### The problem
Print each entry verbatim.

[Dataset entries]

use thiserror::Error;

/// Errors surfaced by the bot process
///
/// Handler-level problems (a message that failed to send, a malformed referral)
/// never become an `AppError`; they are logged and the update is considered handled.
/// These variants cover startup and the transport layer.
#[derive(Error, Debug)]
pub enum AppError {
    /// Telegram API errors
    #[error("Telegram error: {0}")]
    Telegram(#[from] teloxide::RequestError),

    /// HTTP client errors
    #[error("HTTP error: {0}")]
    Http(#[from] reqwest::Error),

    /// IO errors
    #[error("IO error: {0}")]
    Io(#[from] std::io::Error),

    /// URL parsing errors
    #[error("URL parsing error: {0}")]
    Url(#[from] url::ParseError),

    /// Missing or invalid configuration
    #[error("Configuration error: {0}")]
    Config(String),

    /// Anyhow errors (for general error handling)
    #[error("Application error: {0}")]
    Anyhow(#[from] anyhow::Error),
}

/// Type alias for Result with AppError
pub type AppResult<T> = Result<T, AppError>;
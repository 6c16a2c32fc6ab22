//! Dispatcher schema and handler chain builders

use funnelcore::{ContactPayload, MenuAction};
use teloxide::dispatching::{UpdateFilterExt, UpdateHandler};
use teloxide::prelude::*;
use teloxide::types::{ChatId, Message};

use super::types::{HandlerDeps, HandlerError, funnel_user};
use crate::core::metrics;
use crate::telegram::bot::parse_start;
use crate::telegram::keyboards::CLAIM_CALLBACK;
use crate::telegram::notifications::deliver;

/// Creates the main dispatcher schema for the Telegram bot.
///
/// The same schema is used in production and in integration tests.
/// Branch order matters: `/start`, contacts and menu labels are matched
/// before the catch-all text branch.
pub fn schema(deps: HandlerDeps) -> UpdateHandler<HandlerError> {
    dptree::entry()
        .branch(start_handler(deps.clone()))
        .branch(contact_handler(deps.clone()))
        .branch(menu_handler(deps.clone()))
        .branch(text_handler(deps.clone()))
        .branch(callback_handler(deps))
}

/// `/start` with an optional referral deep-link parameter
fn start_handler(deps: HandlerDeps) -> UpdateHandler<HandlerError> {
    Update::filter_message()
        .filter(|msg: Message| msg.chat.is_private() && msg.text().and_then(parse_start).is_some())
        .endpoint(move |bot: Bot, msg: Message| {
            let deps = deps.clone();
            async move {
                let user = funnel_user(msg.chat.id);
                let param = msg.text().and_then(parse_start).flatten();
                metrics::record_event("first_contact");

                let outbound = deps.engine.on_first_contact(user, param);
                deliver(&bot, &deps, outbound).await;
                Ok(())
            }
        })
}

/// Shared contact (identity confirmation)
fn contact_handler(deps: HandlerDeps) -> UpdateHandler<HandlerError> {
    Update::filter_message()
        .filter(|msg: Message| msg.chat.is_private() && msg.contact().is_some())
        .endpoint(move |bot: Bot, msg: Message| {
            let deps = deps.clone();
            async move {
                let user = funnel_user(msg.chat.id);
                let payload = msg
                    .contact()
                    .and_then(|c| ContactPayload::new(c.phone_number.clone(), c.first_name.clone(), c.last_name.clone()));
                if payload.is_none() {
                    log::warn!("Contact from user {} carried no phone number", user);
                }
                metrics::record_event("contact");

                let outbound = deps.engine.on_identity_confirmed(user, payload);
                deliver(&bot, &deps, outbound).await;
                Ok(())
            }
        })
}

/// Action menu buttons (Balance / Withdraw / Referral Link / Bonus)
fn menu_handler(deps: HandlerDeps) -> UpdateHandler<HandlerError> {
    Update::filter_message()
        .filter(|msg: Message| msg.chat.is_private())
        .filter_map(|msg: Message| msg.text().and_then(|text| text.trim().parse::<MenuAction>().ok()))
        .endpoint(move |bot: Bot, msg: Message, action: MenuAction| {
            let deps = deps.clone();
            async move {
                let user = funnel_user(msg.chat.id);
                log::info!("User {} chose {}", user, action.kind());
                metrics::record_event("menu");

                let outbound = deps.engine.on_menu_action(user, action);
                deliver(&bot, &deps, outbound).await;
                Ok(())
            }
        })
}

/// Any other text: a withdrawal identifier or a stray message
fn text_handler(deps: HandlerDeps) -> UpdateHandler<HandlerError> {
    Update::filter_message()
        .filter(|msg: Message| msg.chat.is_private() && msg.text().is_some())
        .endpoint(move |bot: Bot, msg: Message| {
            let deps = deps.clone();
            async move {
                let user = funnel_user(msg.chat.id);
                let text = msg.text().unwrap_or_default();
                metrics::record_event("text");

                let outbound = deps.engine.on_text(user, text);
                deliver(&bot, &deps, outbound).await;
                Ok(())
            }
        })
}

/// Inline "Claim" button
fn callback_handler(deps: HandlerDeps) -> UpdateHandler<HandlerError> {
    Update::filter_callback_query().endpoint(move |bot: Bot, q: CallbackQuery| {
        let deps = deps.clone();
        async move {
            if let Err(e) = bot.answer_callback_query(q.id.clone()).await {
                log::warn!("Failed to answer callback query: {}", e);
            }

            match q.data.as_deref() {
                Some(CLAIM_CALLBACK) => {
                    let user = funnel_user(ChatId::from(q.from.id));
                    metrics::record_event("claim");

                    let outbound = deps.engine.on_claim(user);
                    deliver(&bot, &deps, outbound).await;
                }
                other => log::debug!("Ignoring callback data {:?} from user {}", other, q.from.id),
            }
            Ok(())
        }
    })
}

### Your solution
use thiserror::Error;

/// Errors surfaced by the bot process
///
/// Handler-level problems (a message that failed to send, a malformed referral)
/// never become an `AppError`; they are logged and the update is considered handled.
/// These variants cover startup and the transport layer.
#[derive(Error, Debug)]
pub enum AppError {
    /// Telegram API errors
    #[error("Telegram error: {0}")]
    Telegram(#[from] teloxide::RequestError),

    /// HTTP client errors
    #[error("HTTP error: {0}")]
    Http(#[from] reqwest::Error),

    /// IO errors
    #[error("IO error: {0}")]
    Io(#[from] std::io::Error),

    /// URL parsing errors
    #[error("URL parsing error: {0}")]
    Url(#[from] url::ParseError),

    /// Missing or invalid configuration
    #[error("Configuration error: {0}")]
    Config(String),

    /// Anyhow errors (for general error handling)
    #[error("Application error: {0}")]
    Anyhow(#[from] anyhow::Error),
}

/// Type alias for Result with AppError
pub type AppResult<T> = Result<T, AppError>;
repository 6c16a2c32fc6ab22
//! Dispatcher schema and handler chain builders

use funnelcore::{ContactPayload, MenuAction};
use teloxide::dispatching::{UpdateFilterExt, UpdateHandler};
use teloxide::prelude::*;
use teloxide::types::{ChatId, Message};

use super::types::{HandlerDeps, HandlerError, funnel_user};
use crate::core::metrics;
use crate::telegram::bot::parse_start;
use crate::telegram::keyboards::CLAIM_CALLBACK;
use crate::telegram::notifications::deliver;

/// Creates the main dispatcher schema for the Telegram bot.
///
/// The same schema is used in production and in integration tests.
/// Branch order matters: `/start`, contacts and menu labels are matched
/// before the catch-all text branch.
pub fn schema(deps: HandlerDeps) -> UpdateHandler<HandlerError> {
    dptree::entry()
        .branch(start_handler(deps.clone()))
        .branch(contact_handler(deps.clone()))
        .branch(menu_handler(deps.clone()))
        .branch(text_handler(deps.clone()))
        .branch(callback_handler(deps))
}

/// `/start` with an optional referral deep-link parameter
fn start_handler(deps: HandlerDeps) -> UpdateHandler<HandlerError> {
    Update::filter_message()
        .filter(|msg: Message| msg.chat.is_private() && msg.text().and_then(parse_start).is_some())
        .endpoint(move |bot: Bot, msg: Message| {
            let deps = deps.clone();
            async move {
                let user = funnel_user(msg.chat.id);
                let param = msg.text().and_then(parse_start).flatten();
                metrics::record_event("first_contact");

                let outbound = deps.engine.on_first_contact(user, param);
                deliver(&bot, &deps, outbound).await;
                Ok(())
            }
        })
}

/// Shared contact (identity confirmation)
fn contact_handler(deps: HandlerDeps) -> UpdateHandler<HandlerError> {
    Update::filter_message()
        .filter(|msg: Message| msg.chat.is_private() && msg.contact().is_some())
        .endpoint(move |bot: Bot, msg: Message| {
            let deps = deps.clone();
            async move {
                let user = funnel_user(msg.chat.id);
                let payload = msg
                    .contact()
                    .and_then(|c| ContactPayload::new(c.phone_number.clone(), c.first_name.clone(), c.last_name.clone()));
                if payload.is_none() {
                    log::warn!("Contact from user {} carried no phone number", user);
                }
                metrics::record_event("contact");

                let outbound = deps.engine.on_identity_confirmed(user, payload);
                deliver(&bot, &deps, outbound).await;
                Ok(())
            }
        })
}

/// Action menu buttons (Balance / Withdraw / Referral Link / Bonus)
fn menu_handler(deps: HandlerDeps) -> UpdateHandler<HandlerError> {
    Update::filter_message()
        .filter(|msg: Message| msg.chat.is_private())
        .filter_map(|msg: Message| msg.text().and_then(|text| text.trim().parse::<MenuAction>().ok()))
        .endpoint(move |bot: Bot, msg: Message, action: MenuAction| {
            let deps = deps.clone();
            async move {
                let user = funnel_user(msg.chat.id);
                log::info!("User {} chose {}", user, action.kind());
                metrics::record_event("menu");

                let outbound = deps.engine.on_menu_action(user, action);
                deliver(&bot, &deps, outbound).await;
                Ok(())
            }
        })
}

/// Any other text: a withdrawal identifier or a stray message
fn text_handler(deps: HandlerDeps) -> UpdateHandler<HandlerError> {
    Update::filter_message()
        .filter(|msg: Message| msg.chat.is_private() && msg.text().is_some())
        .endpoint(move |bot: Bot, msg: Message| {
            let deps = deps.clone();
            async move {
                let user = funnel_user(msg.chat.id);
                let text = msg.text().unwrap_or_default();
                metrics::record_event("text");

                let outbound = deps.engine.on_text(user, text);
                deliver(&bot, &deps, outbound).await;
                Ok(())
            }
        })
}

/// Inline "Claim" button
fn callback_handler(deps: HandlerDeps) -> UpdateHandler<HandlerError> {
    Update::filter_callback_query().endpoint(move |bot: Bot, q: CallbackQuery| {
        let deps = deps.clone();
        async move {
            if let Err(e) = bot.answer_callback_query(q.id.clone()).await {
                log::warn!("Failed to answer callback query: {}", e);
            }

            match q.data.as_deref() {
                Some(CLAIM_CALLBACK) => {
                    let user = funnel_user(ChatId::from(q.from.id));
                    metrics::record_event("claim");

                    let outbound = deps.engine.on_claim(user);
                    deliver(&bot, &deps, outbound).await;
                }
                other => log::debug!("Ignoring callback data {:?} from user {}", other, q.from.id),
            }
            Ok(())
        }
    })
}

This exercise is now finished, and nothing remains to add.